Similarly, there is evidence that polyclonal Anti-D has an immunomodulatory effect, which could not fully be explained yet.[20],[21] In our experience, this treatment is safe when it is given subcutaneously or at least slowly by intravenous route.[22] In previous studies we have demonstrated that the administration of LMWH and/or aspirin results in live births in most women with RPL.[7] In this retrospective study, we used low Anti-D doses (2 to 3 times 300 µg) for treatment of RPL in Rh(D) positive women who remained abortive despite treatment with LMWH and/or aspirin.

At first glance, the question may arise whether this treatment could be justified in Rhesus positive pregnant women. Based on the following facts, this treatment is, we think, rational as long as no alternative therapy is available for such affected patients. Anti-D is used in treatment of adults and children for four decades with little or no side effects, if the drug was carefully injected.[22] The injection of 300 µg is harmless compared to that dose given in ITP (50-75 µg/kg body weight), and to that amount reaching Rh(D) positive infants in Rh(D) negative pregnant women who receive at least two times 100 - 300 µg prophylaxis.
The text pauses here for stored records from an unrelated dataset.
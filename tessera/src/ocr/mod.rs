//! Image normalization, preprocessing and text recognition.
//!
//! # Architecture
//!
//! - [`ImageNormalizer`] validates uploads and decodes them into canonical
//!   rasters.
//! - [`preprocess`] applies deterministic image transforms.
//! - [`OcrEngine`] is the recognition backend trait. [`TesseractEngine`] runs
//!   the `tesseract` CLI as a child process and [`VisionApiEngine`] calls an
//!   OpenAI-compatible vision endpoint.
//! - [`OcrAdapter`] selects the engine from `OcrConfig::engine`, validates
//!   language and segmentation options and enforces the recognition timeout.

mod adapter;
mod api;
mod engine;
mod normalize;
mod preprocessing;
mod tesseract;

pub use adapter::OcrAdapter;
pub use api::{VisionApiEngine, VisionProvider};
pub use engine::{OcrEngine, UnavailableEngine};
pub use normalize::ImageNormalizer;
pub use preprocessing::preprocess;
pub use tesseract::TesseractEngine;
use std::sync::atomic::{AtomicUsize, Ordering};
use std::sync::Arc;
use std::time::Duration;

use tokio::sync::{OwnedSemaphorePermit, Semaphore};
use tokio::time::Instant;
use tokio_util::sync::CancellationToken;

use crate::config::LimitsConfig;
use crate::error::{Result, TesseraError};
use crate::models::RequestStage;

/// Bounded admission: `max_concurrent` requests run, up to `queue_depth`
/// more wait for at most `queue_timeout`, everything else is turned away
/// with `ServiceBusy`.
#[derive(Debug, Clone)]
pub struct Admission {
    inner: Arc<Inner>,
}

#[derive(Debug)]
struct Inner {
    semaphore: Arc<Semaphore>,
    queued: AtomicUsize,
    max_concurrent: usize,
    queue_depth: usize,
    queue_timeout: Duration,
}

/// Held for as long as a request runs the pipeline.
#[derive(Debug)]
pub struct AdmissionPermit {
    _permit: OwnedSemaphorePermit,
    queued_for: Duration,
}

impl AdmissionPermit {
    pub fn queued_for(&self) -> Duration {
        self.queued_for
    }
}

/// One reserved place in the wait queue, released on drop.
struct QueueSlot<'a> {
    queued: &'a AtomicUsize,
}

impl Drop for QueueSlot<'_> {
    fn drop(&mut self) {
        self.queued.fetch_sub(1, Ordering::AcqRel);
    }
}

impl Admission {
    pub fn new(max_concurrent: usize, queue_depth: usize, queue_timeout: Duration) -> Self {
        let max_concurrent = max_concurrent.max(1);
        Self {
            inner: Arc::new(Inner {
                semaphore: Arc::new(Semaphore::new(max_concurrent)),
                queued: AtomicUsize::new(0),
                max_concurrent,
                queue_depth,
                queue_timeout,
            }),
        }
    }

    pub fn from_config(limits: &LimitsConfig) -> Self {
        Self::new(
            limits.max_concurrent,
            limits.queue_depth,
            limits.queue_timeout(),
        )
    }

    pub fn max_concurrent(&self) -> usize {
        self.inner.max_concurrent
    }

    pub fn queue_depth(&self) -> usize {
        self.inner.queue_depth
    }

    /// Requests currently holding a permit.
    pub fn in_flight(&self) -> usize {
        self.inner.max_concurrent - self.inner.semaphore.available_permits()
    }

    /// Requests currently waiting for a permit.
    pub fn queued(&self) -> usize {
        self.inner.queued.load(Ordering::Acquire)
    }

    /// Reserve a queue slot unless the queue is full. The compare-and-swap
    /// loop makes it impossible to exceed `queue_depth`.
    fn reserve_slot(&self) -> Option<QueueSlot<'_>> {
        let depth = self.inner.queue_depth;
        self.inner
            .queued
            .fetch_update(Ordering::AcqRel, Ordering::Acquire, |n| {
                (n < depth).then_some(n + 1)
            })
            .ok()
            .map(|_| QueueSlot {
                queued: &self.inner.queued,
            })
    }

    /// Wait for a permit. Fails with `ServiceBusy` when the queue is full or
    /// the queue wait expires, `DeadlineExceeded` when the request deadline
    /// passes first and `Cancelled` when the caller goes away.
    pub async fn admit(
        &self,
        deadline: Instant,
        cancel: &CancellationToken,
    ) -> Result<AdmissionPermit> {
        let started = Instant::now();

        if let Ok(permit) = self.inner.semaphore.clone().try_acquire_owned() {
            return Ok(AdmissionPermit {
                _permit: permit,
                queued_for: Duration::ZERO,
            });
        }

        let Some(_slot) = self.reserve_slot() else {
            tracing::debug!(
                queued = self.queued(),
                depth = self.inner.queue_depth,
                "Admission queue full"
            );
            return Err(TesseraError::ServiceBusy);
        };

        let permit = tokio::select! {
            biased;
            _ = cancel.cancelled() => return Err(TesseraError::Cancelled),
            _ = tokio::time::sleep_until(deadline) => {
                return Err(TesseraError::DeadlineExceeded(RequestStage::Decoding.to_string()))
            }
            _ = tokio::time::sleep(self.inner.queue_timeout) => return Err(TesseraError::ServiceBusy),
            permit = self.inner.semaphore.clone().acquire_owned() => permit
                .map_err(|_| TesseraError::Internal("Admission semaphore closed".to_string()))?,
        };

        Ok(AdmissionPermit {
            _permit: permit,
            queued_for: started.elapsed(),
        })
    }
}
mod common;

use image::ImageFormat;
use pretty_assertions::assert_eq;
use serde_json::json;
use tokio_util::sync::CancellationToken;
use wiremock::matchers::{body_partial_json, header, method, path};
use wiremock::{Mock, MockServer, ResponseTemplate};

use common::text_like;
use tessera::config::Config;
use tessera::error::TesseraError;
use tessera::models::{OcrRequest, RequestStage};
use tessera::ocr::OcrAdapter;
use tessera::processing::{LineItemExtractor, ProcessingPipeline};

fn remote_config(base_url: Option<String>, api_key: Option<&str>) -> Config {
    let mut config = Config::default();
    config.ocr.engine = "openai/gpt-4o-mini".to_string();
    config.ocr.base_url = base_url;
    config.ocr.api_key = api_key.map(String::from);
    config
}

fn remote_pipeline(config: &Config) -> ProcessingPipeline {
    let adapter = OcrAdapter::new(&config.ocr).unwrap();
    ProcessingPipeline::new(config, adapter)
}

#[tokio::test]
async fn vision_api_text_flows_through_pipeline() {
    let server = MockServer::start().await;
    Mock::given(method("POST"))
        .and(path("/chat/completions"))
        .and(header("authorization", "Bearer test-key"))
        .and(body_partial_json(json!({"model": "gpt-4o-mini"})))
        .respond_with(ResponseTemplate::new(200).set_body_json(json!({
            "choices": [{"message": {"content": "\n0nion 2kg + potatc 1kg\n"}}]
        })))
        .expect(1)
        .mount(&server)
        .await;

    let config = remote_config(Some(server.uri()), Some("test-key"));
    let pipeline = remote_pipeline(&config);
    assert_eq!(pipeline.adapter().engine_name(), "openai");

    let outcome = pipeline
        .process(
            OcrRequest::new(text_like(40, 40, ImageFormat::Png)),
            CancellationToken::new(),
        )
        .await
        .unwrap();

    assert_eq!(outcome.result.text(), "0nion 2kg + potatc 1kg");
    assert_eq!(outcome.result.mean_confidence(), 0.0);

    let items = LineItemExtractor::new().unwrap().extract(outcome.result.text());
    let names: Vec<_> = items.iter().map(|i| i.itemname.as_str()).collect();
    assert_eq!(names, vec!["Onion", "Potato"]);
}

#[tokio::test]
async fn vision_api_error_is_recognition_failure() {
    let server = MockServer::start().await;
    Mock::given(method("POST"))
        .and(path("/chat/completions"))
        .respond_with(ResponseTemplate::new(500).set_body_string("upstream exploded"))
        .expect(1)
        .mount(&server)
        .await;

    let config = remote_config(Some(server.uri()), Some("test-key"));
    let pipeline = remote_pipeline(&config);

    let failure = pipeline
        .process(
            OcrRequest::new(text_like(40, 40, ImageFormat::Png)),
            CancellationToken::new(),
        )
        .await
        .unwrap_err();

    assert!(matches!(failure.error, TesseraError::Recognition(_)));
    assert_eq!(failure.stage, RequestStage::Recognizing);
    assert_eq!(pipeline.admission().in_flight(), 0);
}

#[tokio::test]
async fn missing_api_key_degrades_to_unavailable_engine() {
    let config = remote_config(None, None);
    let pipeline = remote_pipeline(&config);
    assert!(!pipeline.adapter().is_available());

    let failure = pipeline
        .process(
            OcrRequest::new(text_like(40, 40, ImageFormat::Png)),
            CancellationToken::new(),
        )
        .await
        .unwrap_err();

    assert!(matches!(failure.error, TesseraError::Recognition(_)));
    assert!(failure.error.to_string().contains("API key required"));
}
The positive influence of Anti-D on RPL is evident as reflected by the significantly increased rates of successful pregnancies in the majority of treated women in our practice. This effect does not appear to be dependent on age, inherited hemophilias or blood group. The question whether Anti-D per se or only in combination with LMWH is effective is a matter of speculation. Since the mechanisms by which LMWH influences the outcome in RPL is largely unknown, a synergic effect cannot be excluded. Ultimately, LMWH has been shown to induce in vitro and in vivo a proinflammatory profile on RPL. It has been suggested that this effect could be valuable at the implantation stage.[7] Thus, it remains unclear whether Anti-D alone could also be effective as well as the combination with LMWH.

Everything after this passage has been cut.